A trust in Wiltshire, which was told to improve staffing levels earlier this year, has earmarked nearly £300,000 for additional nursing staff.
Salisbury Hospital
The funding was approved at a board meeting of Salisbury Foundation Trust this month, a spokesman confirmed to HSJ’s sister title Nursing Times.
Nurse staffing levels across a range of services at the trust were highlighted as a potential “risk to patient safety” by the Care Quality Commission in April, following an inspection in December.
The trust was told it must review nurse staffing levels and skill mix in emergency and urgent care, surgical wards, services for children and young people, including the neonatal unit, critical care, maternity and the spinal unit.
The regulator noted concerns about the nursing to patient ratio of one nurse per 16 patients at night on the Amesbury ward, and of one nurse to 12 patients on the Downton and Chilmark wards.
Amesbury, which has 32 beds, and Chilmark, which has 24 beds, are two dedicated wards for orthopaedic patients.
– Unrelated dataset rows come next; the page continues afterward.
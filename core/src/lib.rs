//! In-memory TF-IDF document index with plus/minus term queries.
//!
//! Documents are added with a caller-chosen id, a [`DocumentStatus`] and a
//! list of ratings. Queries return at most
//! [`MAX_RESULT_DOCUMENT_COUNT`] documents ordered by relevance, with the
//! average rating breaking near-ties.

pub mod config;
pub mod error;
pub mod index;
pub mod paginator;
pub mod query;
pub mod request_queue;
pub mod search_server;
pub mod tokenizer;

use serde::{Deserialize, Serialize};
use std::fmt;
use std::str::FromStr;

pub use config::{SearchConfig, MAX_RESULT_DOCUMENT_COUNT, RELEVANCE_EPSILON, REQUEST_WINDOW};
pub use error::{Result, SearchError};
pub use paginator::{paginate, Paginator};
pub use request_queue::RequestQueue;
pub use search_server::{status_filter, SearchServer};

/// Caller-assigned document identifier. Negative values are rejected on insert.
pub type DocumentId = i32;

#[derive(Debug, Clone, Copy, PartialEq, Eq, Hash, Serialize, Deserialize, Default)]
#[serde(rename_all = "lowercase")]
pub enum DocumentStatus {
    #[default]
    Active,
    Irrelevant,
    Banned,
    Removed,
}

impl DocumentStatus {
    pub fn as_str(&self) -> &'static str {
        match self {
            DocumentStatus::Active => "active",
            DocumentStatus::Irrelevant => "irrelevant",
            DocumentStatus::Banned => "banned",
            DocumentStatus::Removed => "removed",
        }
    }
}

impl fmt::Display for DocumentStatus {
    fn fmt(&self, f: &mut fmt::Formatter<'_>) -> fmt::Result {
        f.write_str(self.as_str())
    }
}

impl FromStr for DocumentStatus {
    type Err = SearchError;

    fn from_str(s: &str) -> Result<Self> {
        match s.to_ascii_lowercase().as_str() {
            "active" => Ok(DocumentStatus::Active),
            "irrelevant" => Ok(DocumentStatus::Irrelevant),
            "banned" => Ok(DocumentStatus::Banned),
            "removed" => Ok(DocumentStatus::Removed),
            other => Err(SearchError::InvalidArgument(format!("unknown document status '{other}'"))),
        }
    }
}

/// A ranked hit. Derived per query, never stored by the engine.
#[derive(Debug, Clone, Copy, PartialEq, Serialize)]
pub struct Document {
    pub id: DocumentId,
    pub relevance: f64,
    pub rating: i32,
}

impl Document {
    pub fn new(id: DocumentId, relevance: f64, rating: i32) -> Self {
        Self { id, relevance, rating }
    }
}

impl fmt::Display for Document {
    fn fmt(&self, f: &mut fmt::Formatter<'_>) -> fmt::Result {
        write!(
            f,
            "{{ document_id = {}, relevance = {}, rating = {} }}",
            self.id, self.relevance, self.rating
        )
    }
}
Chilmark deals mainly with trauma admissions, and Amesbury mainly with planned surgery. Downton is a 27-bed surgical ward.
Speaking at trust board meeting this month, nursing director Lorna Wilkinson said: “We have increased the registered nurses on the night shift on Amesbury ward to three so it now has a ratio of one nurse to 11 patients.
“Professionally, that absolutely feels the right thing to do. It has meant making a change to the ward’s late shift, as we have had to take one of the registered nurses off that,” she told the board.
“That is having very good feedback from both patients and staff and we will continue to monitor it,” she said, according to a report in the Salisbury Journal.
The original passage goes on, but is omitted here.